BEGIN

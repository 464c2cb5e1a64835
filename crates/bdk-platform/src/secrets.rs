//! Backend secrets
//!
//! Secret values are never read at synthesis time. A [`BackendSecretResolver`]
//! turns a [`BackendSecret`] reference into a [`SecretValue`] token that the
//! deployment engine resolves from the parameter store.

use crate::identifiers::BackendIdentifier;
use std::fmt;

/// Reference to a named backend secret
#[derive(Debug, Clone, PartialEq, Eq, Hash)]
pub struct BackendSecret {
    name: String,
}

impl BackendSecret {
    /// Secret name as stored by the secret client
    #[inline]
    #[must_use]
    pub fn name(&self) -> &str {
        &self.name
    }
}

/// Reference a backend secret by name
#[must_use]
pub fn secret(name: impl Into<String>) -> BackendSecret {
    BackendSecret { name: name.into() }
}

/// Deployment-time resolvable secret value
#[derive(Debug, Clone, PartialEq, Eq)]
pub struct SecretValue {
    secret_name: String,
    parameter_path: String,
}

impl SecretValue {
    /// Name of the referenced secret
    #[inline]
    #[must_use]
    pub fn secret_name(&self) -> &str {
        &self.secret_name
    }

    /// Parameter path the value is resolved from
    #[inline]
    #[must_use]
    pub fn parameter_path(&self) -> &str {
        &self.parameter_path
    }
}

impl fmt::Display for SecretValue {
    fn fmt(&self, f: &mut fmt::Formatter<'_>) -> fmt::Result {
        write!(f, "{{{{resolve:ssm-secure:{}}}}}", self.parameter_path)
    }
}

/// Resolves secret references into deployment-time tokens
pub trait BackendSecretResolver: Send + Sync {
    /// Resolve a secret reference
    fn resolve_secret(&self, secret: &BackendSecret) -> SecretValue;
}

/// Resolver scoping every secret under the backend's parameter path
#[derive(Debug, Clone)]
pub struct DefaultBackendSecretResolver {
    backend_identifier: BackendIdentifier,
}

impl DefaultBackendSecretResolver {
    /// Create resolver for a backend
    #[inline]
    #[must_use]
    pub fn new(backend_identifier: BackendIdentifier) -> Self {
        Self { backend_identifier }
    }
}

impl BackendSecretResolver for DefaultBackendSecretResolver {
    fn resolve_secret(&self, secret: &BackendSecret) -> SecretValue {
        SecretValue {
            secret_name: secret.name.clone(),
            parameter_path: format!(
                "/amplify/{}/{}",
                self.backend_identifier.to_parameter_path(),
                secret.name
            ),
        }
    }
}
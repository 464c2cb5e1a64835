//! Backend output storage
//!
//! The only channel through which computed resource identifiers are
//! persisted for downstream consumers (client config generation).

use parking_lot::RwLock;
use serde::{Deserialize, Serialize};
use std::collections::BTreeMap;

/// Output key of the auth resource group
pub const AUTH_OUTPUT_KEY: &str = "AWS::Amplify::Auth";
/// Output key of the data resource group
pub const GRAPHQL_OUTPUT_KEY: &str = "AWS::Amplify::GraphQL";
/// Output key of the function resource group
pub const FUNCTION_OUTPUT_KEY: &str = "AWS::Amplify::Function";

/// Versioned output payload
#[derive(Debug, Clone, PartialEq, Eq, Default, Serialize, Deserialize)]
pub struct BackendOutputEntry {
    /// Payload schema version
    pub version: String,
    /// Flat string payload
    pub payload: BTreeMap<String, String>,
}

impl BackendOutputEntry {
    /// Create entry with an empty payload
    #[must_use]
    pub fn new(version: impl Into<String>) -> Self {
        Self {
            version: version.into(),
            payload: BTreeMap::new(),
        }
    }

    /// Add a payload field
    #[must_use]
    pub fn with_field(mut self, key: impl Into<String>, value: impl Into<String>) -> Self {
        self.payload.insert(key.into(), value.into());
        self
    }
}

/// Sink for backend outputs
pub trait BackendOutputStorageStrategy: Send + Sync {
    /// Store an entry, replacing any previous entry under `key`
    fn add_backend_output_entry(&self, key: &str, entry: BackendOutputEntry);

    /// Append each payload value to the JSON list stored under the same field
    fn append_to_backend_output_list(&self, key: &str, entry: BackendOutputEntry);
}

/// In-memory output storage
#[derive(Debug, Default)]
pub struct InMemoryBackendOutputStorage {
    entries: RwLock<BTreeMap<String, BackendOutputEntry>>,
}

impl InMemoryBackendOutputStorage {
    /// Create empty storage
    #[inline]
    #[must_use]
    pub fn new() -> Self {
        Self::default()
    }

    /// Entry stored under `key`
    #[must_use]
    pub fn get(&self, key: &str) -> Option<BackendOutputEntry> {
        self.entries.read().get(key).cloned()
    }

    /// Decoded list stored in `field` of the entry under `key`
    #[must_use]
    pub fn list(&self, key: &str, field: &str) -> Vec<String> {
        self.entries
            .read()
            .get(key)
            .and_then(|entry| entry.payload.get(field))
            .map(|raw| decode_list(raw))
            .unwrap_or_default()
    }

    /// All stored keys
    #[must_use]
    pub fn keys(&self) -> Vec<String> {
        self.entries.read().keys().cloned().collect()
    }
}

impl BackendOutputStorageStrategy for InMemoryBackendOutputStorage {
    fn add_backend_output_entry(&self, key: &str, entry: BackendOutputEntry) {
        tracing::debug!(key, version = %entry.version, "storing backend output");
        self.entries.write().insert(key.to_string(), entry);
    }

    fn append_to_backend_output_list(&self, key: &str, entry: BackendOutputEntry) {
        let mut entries = self.entries.write();
        let stored = entries
            .entry(key.to_string())
            .or_insert_with(|| BackendOutputEntry::new(entry.version.clone()));
        stored.version = entry.version;
        for (field, value) in entry.payload {
            let mut list = stored
                .payload
                .get(&field)
                .map(|raw| decode_list(raw))
                .unwrap_or_default();
            list.push(value);
            let encoded = serde_json::to_string(&list).unwrap_or_else(|_| "[]".to_string());
            stored.payload.insert(field, encoded);
        }
    }
}

fn decode_list(raw: &str) -> Vec<String> {
    serde_json::from_str(raw).unwrap_or_default()
}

END

> **YOUR OBJECTIVE**
Copy the records above. Leave out nothing.

> **RESULT OF THIS TASK**
repository 464c2cb5e1a64835
filename crates/bdk-platform/src/secrets.rs
//! Backend secrets
//!
//! Secret values are never read at synthesis time. A [`BackendSecretResolver`]
//! turns a [`BackendSecret`] reference into a [`SecretValue`] token that the
//! deployment engine resolves from the parameter store.

use crate::identifiers::BackendIdentifier;
use std::fmt;

/// Reference to a named backend secret
#[derive(Debug, Clone, PartialEq, Eq, Hash)]
pub struct BackendSecret {
    name: String,
}

impl BackendSecret {
    /// Secret name as stored by the secret client
    #[inline]
    #[must_use]
    pub fn name(&self) -> &str {
        &self.name
    }
}

/// Reference a backend secret by name
#[must_use]
pub fn secret(name: impl Into<String>) -> BackendSecret {
    BackendSecret { name: name.into() }
}

/// Deployment-time resolvable secret value
#[derive(Debug, Clone, PartialEq, Eq)]
pub struct SecretValue {
    secret_name: String,
    parameter_path: String,
}

impl SecretValue {
    /// Name of the referenced secret
    #[inline]
    #[must_use]
    pub fn secret_name(&self) -> &str {
        &self.secret_name
    }

    /// Parameter path the value is resolved from
    #[inline]
    #[must_use]
    pub fn parameter_path(&self) -> &str {
        &self.parameter_path
    }
}

impl fmt::Display for SecretValue {
    fn fmt(&self, f: &mut fmt::Formatter<'_>) -> fmt::Result {
        write!(f, "{{{{resolve:ssm-secure:{}}}}}", self.parameter_path)
    }
}

/// Resolves secret references into deployment-time tokens
pub trait BackendSecretResolver: Send + Sync {
    /// Resolve a secret reference
    fn resolve_secret(&self, secret: &BackendSecret) -> SecretValue;
}

/// Resolver scoping every secret under the backend's parameter path
#[derive(Debug, Clone)]
pub struct DefaultBackendSecretResolver {
    backend_identifier: BackendIdentifier,
}

impl DefaultBackendSecretResolver {
    /// Create resolver for a backend
    #[inline]
    #[must_use]
    pub fn new(backend_identifier: BackendIdentifier) -> Self {
        Self { backend_identifier }
    }
}

impl BackendSecretResolver for DefaultBackendSecretResolver {
    fn resolve_secret(&self, secret: &BackendSecret) -> SecretValue {
        SecretValue {
            secret_name: secret.name.clone(),
            parameter_path: format!(
                "/amplify/{}/{}",
                self.backend_identifier.to_parameter_path(),
                secret.name
            ),
        }
    }
}
repository 464c2cb5e1a64835
//! Backend output storage
//!
//! The only channel through which computed resource identifiers are
//! persisted for downstream consumers (client config generation).

use parking_lot::RwLock;
use serde::{Deserialize, Serialize};
use std::collections::BTreeMap;

/// Output key of the auth resource group
pub const AUTH_OUTPUT_KEY: &str = "AWS::Amplify::Auth";
/// Output key of the data resource group
pub const GRAPHQL_OUTPUT_KEY: &str = "AWS::Amplify::GraphQL";
/// Output key of the function resource group
pub const FUNCTION_OUTPUT_KEY: &str = "AWS::Amplify::Function";

/// Versioned output payload
#[derive(Debug, Clone, PartialEq, Eq, Default, Serialize, Deserialize)]
pub struct BackendOutputEntry {
    /// Payload schema version
    pub version: String,
    /// Flat string payload
    pub payload: BTreeMap<String, String>,
}

impl BackendOutputEntry {
    /// Create entry with an empty payload
    #[must_use]
    pub fn new(version: impl Into<String>) -> Self {
        Self {
            version: version.into(),
            payload: BTreeMap::new(),
        }
    }

    /// Add a payload field
    #[must_use]
    pub fn with_field(mut self, key: impl Into<String>, value: impl Into<String>) -> Self {
        self.payload.insert(key.into(), value.into());
        self
    }
}

/// Sink for backend outputs
pub trait BackendOutputStorageStrategy: Send + Sync {
    /// Store an entry, replacing any previous entry under `key`
    fn add_backend_output_entry(&self, key: &str, entry: BackendOutputEntry);

    /// Append each payload value to the JSON list stored under the same field
    fn append_to_backend_output_list(&self, key: &str, entry: BackendOutputEntry);
}

/// In-memory output storage
#[derive(Debug, Default)]
pub struct InMemoryBackendOutputStorage {
    entries: RwLock<BTreeMap<String, BackendOutputEntry>>,
}

impl InMemoryBackendOutputStorage {
    /// Create empty storage
    #[inline]
    #[must_use]
    pub fn new() -> Self {
        Self::default()
    }

    /// Entry stored under `key`
    #[must_use]
    pub fn get(&self, key: &str) -> Option<BackendOutputEntry> {
        self.entries.read().get(key).cloned()
    }

    /// Decoded list stored in `field` of the entry under `key`
    #[must_use]
    pub fn list(&self, key: &str, field: &str) -> Vec<String> {
        self.entries
            .read()
            .get(key)
            .and_then(|entry| entry.payload.get(field))
            .map(|raw| decode_list(raw))
            .unwrap_or_default()
    }

    /// All stored keys
    #[must_use]
    pub fn keys(&self) -> Vec<String> {
        self.entries.read().keys().cloned().collect()
    }
}

impl BackendOutputStorageStrategy for InMemoryBackendOutputStorage {
    fn add_backend_output_entry(&self, key: &str, entry: BackendOutputEntry) {
        tracing::debug!(key, version = %entry.version, "storing backend output");
        self.entries.write().insert(key.to_string(), entry);
    }

    fn append_to_backend_output_list(&self, key: &str, entry: BackendOutputEntry) {
        let mut entries = self.entries.write();
        let stored = entries
            .entry(key.to_string())
            .or_insert_with(|| BackendOutputEntry::new(entry.version.clone()));
        stored.version = entry.version;
        for (field, value) in entry.payload {
            let mut list = stored
                .payload
                .get(&field)
                .map(|raw| decode_list(raw))
                .unwrap_or_default();
            list.push(value);
            let encoded = serde_json::to_string(&list).unwrap_or_else(|_| "[]".to_string());
            stored.payload.insert(field, encoded);
        }
    }
}

fn decode_list(raw: &str) -> Vec<String> {
    serde_json::from_str(raw).unwrap_or_default()
}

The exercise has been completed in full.